Another group has tried to increase the levels of isoflavone, known for its potential cancer-preventive properties, by introducing soybean isoflavone synthase into tomatoes.

In 2021, Japanese Sanatech Seed issued Sicilian Rouge High GABA tomato variety with increased gamma-aminobutyric acid levels.

===Improved taste===
When geraniol synthase from lemon basil (Ocimum basilicum) was expressed in tomato fruits under a fruit-specific promoter, 60% of untrained taste testers preferred the taste and smell of the transgenic tomatoes. The fruits contained around half the amount of lycopene.

===Vaccines===
Tomatoes (along with potatoes, bananas, and other plants) are being investigated as vehicles for delivering edible vaccines. Clinical trials have been conducted on mice using tomatoes expressing antibodies or proteins that stimulate antibody production targeted to norovirus, hepatitis B, rabies, HIV, and respiratory syncytial viruses and anthrax bacteria . Korean scientists are looking at using the tomato to express a vaccine against Alzheimer's disease. Hilary Koprowski, who was involved in the development of the polio vaccine, led a group of researchers in developing a tomato expressing a recombinant vaccine to SARS.

===Basic research===
Tomatoes are used as a model organism in scientific research and are frequently genetically modified to further understanding of particular processes.
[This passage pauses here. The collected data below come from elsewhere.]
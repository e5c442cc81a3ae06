// src/ignore.rs

//! Ignore rules for dependency and file admission
//!
//! An ignore rule is a glob pattern matched against a candidate's file
//! name (and, for path-shaped patterns, against its full path). Rules
//! are consulted before a dependency enters a package map and before a
//! file is mirrored by the copy engine, so an ignored entry never
//! reaches the output tree or the ledger.

use glob::{MatchOptions, Pattern};
use std::path::Path;
use tracing::warn;

/// A set of glob-based ignore rules
#[derive(Debug, Default, Clone)]
pub struct IgnoreRuleSet {
    rules: Vec<Pattern>,
}

impl IgnoreRuleSet {
    /// Build a rule set from pattern strings. Invalid patterns are
    /// logged and dropped rather than failing the whole run.
    pub fn new(patterns: &[String]) -> Self {
        let mut rules = Vec::with_capacity(patterns.len());
        for raw in patterns {
            match Pattern::new(raw) {
                Ok(pattern) => rules.push(pattern),
                Err(e) => warn!("ignore pattern {:?} is invalid: {}", raw, e),
            }
        }
        Self { rules }
    }

    /// True when no rules are configured
    pub fn is_empty(&self) -> bool {
        self.rules.is_empty()
    }

    /// Check whether a path is excluded by any rule.
    ///
    /// Patterns without a separator match the file name only; patterns
    /// containing a separator match the full path. Matching is
    /// case-insensitive so Windows-style names behave as expected.
    pub fn matches(&self, path: &Path) -> bool {
        let options = MatchOptions {
            case_sensitive: false,
            ..MatchOptions::new()
        };

        let name = path
            .file_name()
            .map(|n| n.to_string_lossy())
            .unwrap_or_default();
        let full = path.to_string_lossy();

        self.rules.iter().any(|rule| {
            if rule.as_str().contains('/') {
                rule.matches_with(&full, options)
            } else {
                rule.matches_with(&name, options)
            }
        })
    }
}
// src/filesystem/ledger.rs

//! Persistent record of deployed files
//!
//! The ledger tracks every file a run has placed under an output root.
//! It is loaded (merged, never replaced) at run start, appended on
//! every successful placement and persisted at run end, so repeated
//! runs against the same root always know every file ever placed
//! there. Soft clears and teardown are driven from it.
//!
//! Store format: one file per output root, named by the SHA-256 of the
//! absolute root path. Each line is `{crc32_hex}|{json}`; reading stops
//! at the first corrupted record so a torn write only loses the tail.

use crate::error::{Error, Result};
use chrono::{DateTime, Utc};
use serde::{Deserialize, Serialize};
use sha2::{Digest, Sha256};
use std::collections::HashSet;
use std::fs::{self, File};
use std::io::{BufRead, BufReader, Write};
use std::path::{Path, PathBuf};
use tracing::{debug, warn};

/// One record in a ledger store file
#[derive(Debug, Clone, Serialize, Deserialize)]
#[serde(tag = "type")]
enum LedgerRecord {
    /// Store header identifying the output root
    Root { root: PathBuf, saved_at: DateTime<Utc> },
    /// One placed file or created directory
    Placed { path: PathBuf },
}

/// Default store location under the user data directory
fn default_store_dir() -> PathBuf {
    dirs::data_dir()
        .unwrap_or_else(std::env::temp_dir)
        .join("shipkit")
        .join("ledgers")
}

/// Ledger of every path placed under an output root
#[derive(Debug)]
pub struct DeployLedger {
    files: HashSet<PathBuf>,
    store_dir: PathBuf,
}

impl Default for DeployLedger {
    fn default() -> Self {
        Self::new()
    }
}

impl DeployLedger {
    /// Ledger backed by the default per-user store
    pub fn new() -> Self {
        Self::with_store_dir(default_store_dir())
    }

    /// Ledger backed by an explicit store directory
    pub fn with_store_dir(store_dir: PathBuf) -> Self {
        Self {
            files: HashSet::new(),
            store_dir,
        }
    }

    /// Store file path for one output root
    fn store_path(&self, root: &Path) -> PathBuf {
        let absolute = std::path::absolute(root).unwrap_or_else(|_| root.to_path_buf());
        let digest = Sha256::digest(absolute.to_string_lossy().as_bytes());
        let mut name = String::with_capacity(64);
        for byte in digest {
            name.push_str(&format!("{:02x}", byte));
        }
        self.store_dir.join(format!("{}.ledger", name))
    }

    /// Record one placed path. Returns true when it was not known yet.
    pub fn add(&mut self, path: &Path) -> bool {
        self.files.insert(path.to_path_buf())
    }

    pub fn contains(&self, path: &Path) -> bool {
        self.files.contains(path)
    }

    pub fn remove(&mut self, path: &Path) -> bool {
        self.files.remove(path)
    }

    /// All known paths, unordered
    pub fn files(&self) -> &HashSet<PathBuf> {
        &self.files
    }

    pub fn len(&self) -> usize {
        self.files.len()
    }

    pub fn is_empty(&self) -> bool {
        self.files.is_empty()
    }

    /// Forget everything placed so far (after a clear)
    pub fn reset(&mut self) {
        self.files.clear();
    }

    /// Merge the persisted store for this root into the in-memory set.
    /// A missing store is not an error; the root was never deployed to.
    pub fn load(&mut self, root: &Path) -> Result<()> {
        let store = self.store_path(root);
        let file = match File::open(&store) {
            Ok(file) => file,
            Err(e) if e.kind() == std::io::ErrorKind::NotFound => {
                debug!("no ledger store for {}", root.display());
                return Ok(());
            }
            Err(e) => return Err(e.into()),
        };

        let reader = BufReader::new(file);
        let mut merged = 0usize;

        for (line_num, line_result) in reader.lines().enumerate() {
            let line = line_result?;
            if line.is_empty() {
                continue;
            }

            let Some((crc_hex, json)) = line.split_once('|') else {
                warn!("malformed ledger line {}: missing delimiter", line_num + 1);
                continue;
            };

            let expected_crc = u32::from_str_radix(crc_hex, 16).map_err(|_| {
                Error::IoError(format!("invalid CRC32 at ledger line {}", line_num + 1))
            })?;
            let actual_crc = crc32fast::hash(json.as_bytes());
            if expected_crc != actual_crc {
                warn!(
                    "ledger CRC mismatch at line {}: expected {:08x}, got {:08x}",
                    line_num + 1,
                    expected_crc,
                    actual_crc
                );
                // Stop reading at first corrupted record
                break;
            }

            let record: LedgerRecord = serde_json::from_str(json).map_err(|e| {
                Error::IoError(format!("bad ledger record at line {}: {}", line_num + 1, e))
            })?;

            if let LedgerRecord::Placed { path } = record {
                if self.files.insert(path) {
                    merged += 1;
                }
            }
        }

        debug!("merged {} ledgered paths for {}", merged, root.display());
        Ok(())
    }

    /// Persist the in-memory set for this root, atomically replacing
    /// any previous store.
    pub fn save(&self, root: &Path) -> Result<()> {
        fs::create_dir_all(&self.store_dir)?;

        let mut temp = tempfile::NamedTempFile::new_in(&self.store_dir)?;
        let mut write_record = |record: &LedgerRecord| -> Result<()> {
            let json = serde_json::to_string(record)
                .map_err(|e| Error::IoError(format!("cannot serialize ledger record: {}", e)))?;
            let crc = crc32fast::hash(json.as_bytes());
            writeln!(temp, "{:08x}|{}", crc, json)?;
            Ok(())
        };

        write_record(&LedgerRecord::Root {
            root: root.to_path_buf(),
            saved_at: Utc::now(),
        })?;

        // Sorted so identical sets serialize identically
        let mut paths: Vec<&PathBuf> = self.files.iter().collect();
        paths.sort();
        for path in paths {
            write_record(&LedgerRecord::Placed { path: path.clone() })?;
        }

        temp.flush()?;
        temp.persist(self.store_path(root))
            .map_err(|e| Error::IoError(format!("cannot persist ledger store: {}", e)))?;

        Ok(())
    }
}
They have been used as a model in map-based cloning, where transgenic plants must be created to prove that a gene has been successfully isolated. A plant peptide hormone, systemin, was first identified in tomato plants and genetic modification has been used to demonstrate its function, by adding antisense genes to silence the native gene or by adding extra copies of the native gene.